▶ _The task_
Please print all of the records shown below, exactly as given.

▶ _Material for this exercise_
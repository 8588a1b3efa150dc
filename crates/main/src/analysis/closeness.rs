////////////////////////////////////////////////////////////////////////////////
// This file is part of "Ad Astra", an embeddable scripting programming       //
// language platform.                                                         //
//                                                                            //
// This work is proprietary software with source-available code.              //
//                                                                            //
// To copy, use, distribute, or contribute to this work, you must agree to    //
// the terms of the General License Agreement:                                //
//                                                                            //
// https://github.com/Eliah-Lakhin/ad-astra/blob/master/EULA.md               //
//                                                                            //
// The agreement grants a Basic Commercial License, allowing you to use       //
// this work in non-commercial and limited commercial products with a total   //
// gross revenue cap. To remove this commercial limit for one of your         //
// products, you must acquire a Full Commercial License.                      //
//                                                                            //
// If you contribute to the source code, documentation, or related materials, //
// you must grant me an exclusive license to these contributions.             //
// Contributions are governed by the "Contributions" section of the General   //
// License Agreement.                                                         //
//                                                                            //
// Copying the work in parts is strictly forbidden, except as permitted       //
// under the General License Agreement.                                       //
//                                                                            //
// If you do not or cannot agree to the terms of this Agreement,              //
// do not use this work.                                                      //
//                                                                            //
// This work is provided "as is", without any warranties, express or implied, //
// except where such disclaimers are legally invalid.                         //
//                                                                            //
// Copyright (c) 2024 Ilya Lakhin (Илья Александрович Лахин).                 //
// All rights reserved.                                                       //
////////////////////////////////////////////////////////////////////////////////

use std::{
    cmp::Ordering,
    fmt::{Debug, Display, Formatter},
    hash::{Hash, Hasher},
};

use strsim::normalized_damerau_levenshtein;

const EPSILON: f32 = 0.0001;

/// A similarity score of a candidate name to a missing name.
///
/// The score is a percentage with fractional precision: "100%" means the
/// names are equal, "0%" means they have nothing in common. Debug and
/// Display round the percentage to the nearest integer.
///
/// The session ranks the names visible at an unresolved reference by this
/// score, and attaches the closest ones to the
/// [Unresolved](crate::semantics::Reference::Unresolved) marker as
/// suggestions.
#[repr(transparent)]
#[derive(Clone, Copy)]
pub struct Closeness(f32);

impl Debug for Closeness {
    #[inline(always)]
    fn fmt(&self, formatter: &mut Formatter<'_>) -> std::fmt::Result {
        Display::fmt(self, formatter)
    }
}

impl Display for Closeness {
    #[inline(always)]
    fn fmt(&self, formatter: &mut Formatter<'_>) -> std::fmt::Result {
        formatter.write_fmt(format_args!("{}%", self.percents()))
    }
}

impl PartialEq for Closeness {
    #[inline(always)]
    fn eq(&self, other: &Self) -> bool {
        self.normalized().eq(&other.normalized())
    }
}

impl Eq for Closeness {}

impl PartialOrd for Closeness {
    #[inline(always)]
    fn partial_cmp(&self, other: &Self) -> Option<Ordering> {
        Some(self.cmp(other))
    }
}

impl Ord for Closeness {
    #[inline]
    fn cmp(&self, other: &Self) -> Ordering {
        self.normalized().cmp(&other.normalized())
    }
}

impl Hash for Closeness {
    #[inline(always)]
    fn hash<H: Hasher>(&self, state: &mut H) {
        self.normalized().hash(state)
    }
}

impl Default for Closeness {
    #[inline(always)]
    fn default() -> Self {
        Self::zero()
    }
}

impl Closeness {
    #[inline(always)]
    pub const fn zero() -> Self {
        Self(0.0)
    }

    #[inline(always)]
    pub const fn one() -> Self {
        Self(1.0)
    }

    /// Creates a score from an integer percentage. Values above 100 are
    /// clamped.
    #[inline(always)]
    pub fn from_percents(percents: u16) -> Self {
        Self(percents.min(100) as f32 / 100.0)
    }

    /// Returns the percentage rounded to the nearest integer.
    #[inline(always)]
    pub fn percents(self) -> u16 {
        ((self.0 * 1000.0).round() / 10.0) as u16
    }

    /// Returns true if this score is not below the `threshold` percentage.
    #[inline(always)]
    pub fn reaches(self, threshold: u16) -> bool {
        self.percents() >= threshold.min(100)
    }

    #[inline(always)]
    fn normalized(self) -> u32 {
        (self.0 / EPSILON) as u32
    }
}

/// Estimates the similarity of a string to a pattern.
pub trait StringEstimation {
    /// Returns the [Closeness] of this string to the `pattern`.
    ///
    /// The estimation is based on the normalized Damerau-Levenshtein
    /// distance, so transposed characters are cheaper than unrelated ones.
    ///
    /// ```rust
    /// use ad_astra_resolve::analysis::{Closeness, StringEstimation};
    ///
    /// assert_eq!("count".estimate("count"), Closeness::one());
    /// assert_eq!("abc".estimate("xyz"), Closeness::zero());
    /// assert!("conut".estimate("count") > "cat".estimate("count"));
    /// ```
    fn estimate(&self, pattern: impl AsRef<str>) -> Closeness;
}

impl<S: AsRef<str>> StringEstimation for S {
    fn estimate(&self, pattern: impl AsRef<str>) -> Closeness {
        let closeness = normalized_damerau_levenshtein(pattern.as_ref(), self.as_ref());

        Closeness((closeness as f32 / EPSILON) as usize as f32 * EPSILON)
    }
}

#[cfg(test)]
mod tests {
    use crate::analysis::{Closeness, StringEstimation};

    #[test]
    fn test_closeness_threshold() {
        assert!("size".estimate("size").reaches(100));
        assert!("sise".estimate("size").reaches(50));
        assert!(!"width".estimate("size").reaches(50));
        assert!(Closeness::zero().reaches(0));
        assert!(Closeness::one().reaches(500));

        assert_eq!(Closeness::from_percents(50).percents(), 50);
        assert_eq!(Closeness::from_percents(250), Closeness::one());
        assert_eq!(Closeness::from_percents(75).to_string(), "75%");
    }
}
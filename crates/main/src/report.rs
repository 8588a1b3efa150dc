////////////////////////////////////////////////////////////////////////////////
// This file is part of "Ad Astra", an embeddable scripting programming       //
// language platform.                                                         //
//                                                                            //
// This work is proprietary software with source-available code.              //
//                                                                            //
// To copy, use, distribute, or contribute to this work, you must agree to    //
// the terms of the General License Agreement:                                //
//                                                                            //
// https://github.com/Eliah-Lakhin/ad-astra/blob/master/EULA.md               //
//                                                                            //
// The agreement grants a Basic Commercial License, allowing you to use       //
// this work in non-commercial and limited commercial products with a total   //
// gross revenue cap. To remove this commercial limit for one of your         //
// products, you must acquire a Full Commercial License.                      //
//                                                                            //
// If you contribute to the source code, documentation, or related materials, //
// you must grant me an exclusive license to these contributions.             //
// Contributions are governed by the "Contributions" section of the General   //
// License Agreement.                                                         //
//                                                                            //
// Copying the work in parts is strictly forbidden, except as permitted       //
// under the General License Agreement.                                       //
//                                                                            //
// If you do not or cannot agree to the terms of this Agreement,              //
// do not use this work.                                                      //
//                                                                            //
// This work is provided "as is", without any warranties, express or implied, //
// except where such disclaimers are legally invalid.                         //
//                                                                            //
// Copyright (c) 2024 Ilya Lakhin (Илья Александрович Лахин).                 //
// All rights reserved.                                                       //
////////////////////////////////////////////////////////////////////////////////

macro_rules! system_panic {
    ($message:expr, $($args:tt)*) => {
        panic!(
            "{}\nThis is a bug in the resolution engine. Please report it.",
            format_args!($message, $($args)*),
        )
    };

    ($message:expr) => {
        $crate::report::system_panic!($message,)
    };
}

pub(crate) use system_panic;

macro_rules! debug_unreachable {
    ($message:expr, $($args:tt)*) => {{
        #[cfg(debug_assertions)]
        {
            $crate::report::system_panic!($message, $($args)*);
        }

        #[allow(unreachable_code)]
        std::hint::unreachable_unchecked()
    }};

    ($message:expr) => {
        $crate::report::debug_unreachable!($message,)
    };
}

pub(crate) use debug_unreachable;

▶ _Exercise result_
repository 8588a1b3efa150dc
filename crates/main/src/analysis/closeness.rs
////////////////////////////////////////////////////////////////////////////////
// This file is part of "Ad Astra", an embeddable scripting programming       //
// language platform.                                                         //
//                                                                            //
// This work is proprietary software with source-available code.              //
//                                                                            //
// To copy, use, distribute, or contribute to this work, you must agree to    //
// the terms of the General License Agreement:                                //
//                                                                            //
// https://github.com/Eliah-Lakhin/ad-astra/blob/master/EULA.md               //
//                                                                            //
// The agreement grants a Basic Commercial License, allowing you to use       //
// this work in non-commercial and limited commercial products with a total   //
// gross revenue cap. To remove this commercial limit for one of your         //
// products, you must acquire a Full Commercial License.                      //
//                                                                            //
// If you contribute to the source code, documentation, or related materials, //
// you must grant me an exclusive license to these contributions.             //
// Contributions are governed by the "Contributions" section of the General   //
// License Agreement.                                                         //
//                                                                            //
// Copying the work in parts is strictly forbidden, except as permitted       //
// under the General License Agreement.                                       //
//                                                                            //
// If you do not or cannot agree to the terms of this Agreement,              //
// do not use this work.                                                      //
//                                                                            //
// This work is provided "as is", without any warranties, express or implied, //
// except where such disclaimers are legally invalid.                         //
//                                                                            //
// Copyright (c) 2024 Ilya Lakhin (Илья Александрович Лахин).                 //
// All rights reserved.                                                       //
////////////////////////////////////////////////////////////////////////////////

use std::{
    cmp::Ordering,
    fmt::{Debug, Display, Formatter},
    hash::{Hash, Hasher},
};

use strsim::normalized_damerau_levenshtein;

const EPSILON: f32 = 0.0001;

/// A similarity score of a candidate name to a missing name.
///
/// The score is a percentage with fractional precision: "100%" means the
/// names are equal, "0%" means they have nothing in common. Debug and
/// Display round the percentage to the nearest integer.
///
/// The session ranks the names visible at an unresolved reference by this
/// score, and attaches the closest ones to the
/// [Unresolved](crate::semantics::Reference::Unresolved) marker as
/// suggestions.
#[repr(transparent)]
#[derive(Clone, Copy)]
pub struct Closeness(f32);

impl Debug for Closeness {
    #[inline(always)]
    fn fmt(&self, formatter: &mut Formatter<'_>) -> std::fmt::Result {
        Display::fmt(self, formatter)
    }
}

impl Display for Closeness {
    #[inline(always)]
    fn fmt(&self, formatter: &mut Formatter<'_>) -> std::fmt::Result {
        formatter.write_fmt(format_args!("{}%", self.percents()))
    }
}

impl PartialEq for Closeness {
    #[inline(always)]
    fn eq(&self, other: &Self) -> bool {
        self.normalized().eq(&other.normalized())
    }
}

impl Eq for Closeness {}

impl PartialOrd for Closeness {
    #[inline(always)]
    fn partial_cmp(&self, other: &Self) -> Option<Ordering> {
        Some(self.cmp(other))
    }
}

impl Ord for Closeness {
    #[inline]
    fn cmp(&self, other: &Self) -> Ordering {
        self.normalized().cmp(&other.normalized())
    }
}

impl Hash for Closeness {
    #[inline(always)]
    fn hash<H: Hasher>(&self, state: &mut H) {
        self.normalized().hash(state)
    }
}

impl Default for Closeness {
    #[inline(always)]
    fn default() -> Self {
        Self::zero()
    }
}

impl Closeness {
    #[inline(always)]
    pub const fn zero() -> Self {
        Self(0.0)
    }

    #[inline(always)]
    pub const fn one() -> Self {
        Self(1.0)
    }

    /// Creates a score from an integer percentage. Values above 100 are
    /// clamped.
    #[inline(always)]
    pub fn from_percents(percents: u16) -> Self {
        Self(percents.min(100) as f32 / 100.0)
    }

    /// Returns the percentage rounded to the nearest integer.
    #[inline(always)]
    pub fn percents(self) -> u16 {
        ((self.0 * 1000.0).round() / 10.0) as u16
    }

    /// Returns true if this score is not below the `threshold` percentage.
    #[inline(always)]
    pub fn reaches(self, threshold: u16) -> bool {
        self.percents() >= threshold.min(100)
    }

    #[inline(always)]
    fn normalized(self) -> u32 {
        (self.0 / EPSILON) as u32
    }
}

/// Estimates the similarity of a string to a pattern.
pub trait StringEstimation {
    /// Returns the [Closeness] of this string to the `pattern`.
    ///
    /// The estimation is based on the normalized Damerau-Levenshtein
    /// distance, so transposed characters are cheaper than unrelated ones.
    ///
    /// ```rust
    /// use ad_astra_resolve::analysis::{Closeness, StringEstimation};
    ///
    /// assert_eq!("count".estimate("count"), Closeness::one());
    /// assert_eq!("abc".estimate("xyz"), Closeness::zero());
    /// assert!("conut".estimate("count") > "cat".estimate("count"));
    /// ```
    fn estimate(&self, pattern: impl AsRef<str>) -> Closeness;
}

impl<S: AsRef<str>> StringEstimation for S {
    fn estimate(&self, pattern: impl AsRef<str>) -> Closeness {
        let closeness = normalized_damerau_levenshtein(pattern.as_ref(), self.as_ref());

        Closeness((closeness as f32 / EPSILON) as usize as f32 * EPSILON)
    }
}

#[cfg(test)]
mod tests {
    use crate::analysis::{Closeness, StringEstimation};

    #[test]
    fn test_closeness_threshold() {
        assert!("size".estimate("size").reaches(100));
        assert!("sise".estimate("size").reaches(50));
        assert!(!"width".estimate("size").reaches(50));
        assert!(Closeness::zero().reaches(0));
        assert!(Closeness::one().reaches(500));

        assert_eq!(Closeness::from_percents(50).percents(), 50);
        assert_eq!(Closeness::from_percents(250), Closeness::one());
        assert_eq!(Closeness::from_percents(75).to_string(), "75%");
    }
}
filename crates/main/src/report.rs
repository 8588a1b3efa150dc
////////////////////////////////////////////////////////////////////////////////
// This file is part of "Ad Astra", an embeddable scripting programming       //
// language platform.                                                         //
//                                                                            //
// This work is proprietary software with source-available code.              //
//                                                                            //
// To copy, use, distribute, or contribute to this work, you must agree to    //
// the terms of the General License Agreement:                                //
//                                                                            //
// https://github.com/Eliah-Lakhin/ad-astra/blob/master/EULA.md               //
//                                                                            //
// The agreement grants a Basic Commercial License, allowing you to use       //
// this work in non-commercial and limited commercial products with a total   //
// gross revenue cap. To remove this commercial limit for one of your         //
// products, you must acquire a Full Commercial License.                      //
//                                                                            //
// If you contribute to the source code, documentation, or related materials, //
// you must grant me an exclusive license to these contributions.             //
// Contributions are governed by the "Contributions" section of the General   //
// License Agreement.                                                         //
//                                                                            //
// Copying the work in parts is strictly forbidden, except as permitted       //
// under the General License Agreement.                                       //
//                                                                            //
// If you do not or cannot agree to the terms of this Agreement,              //
// do not use this work.                                                      //
//                                                                            //
// This work is provided "as is", without any warranties, express or implied, //
// except where such disclaimers are legally invalid.                         //
//                                                                            //
// Copyright (c) 2024 Ilya Lakhin (Илья Александрович Лахин).                 //
// All rights reserved.                                                       //
////////////////////////////////////////////////////////////////////////////////

macro_rules! system_panic {
    ($message:expr, $($args:tt)*) => {
        panic!(
            "{}\nThis is a bug in the resolution engine. Please report it.",
            format_args!($message, $($args)*),
        )
    };

    ($message:expr) => {
        $crate::report::system_panic!($message,)
    };
}

pub(crate) use system_panic;

macro_rules! debug_unreachable {
    ($message:expr, $($args:tt)*) => {{
        #[cfg(debug_assertions)]
        {
            $crate::report::system_panic!($message, $($args)*);
        }

        #[allow(unreachable_code)]
        std::hint::unreachable_unchecked()
    }};

    ($message:expr) => {
        $crate::report::debug_unreachable!($message,)
    };
}

pub(crate) use debug_unreachable;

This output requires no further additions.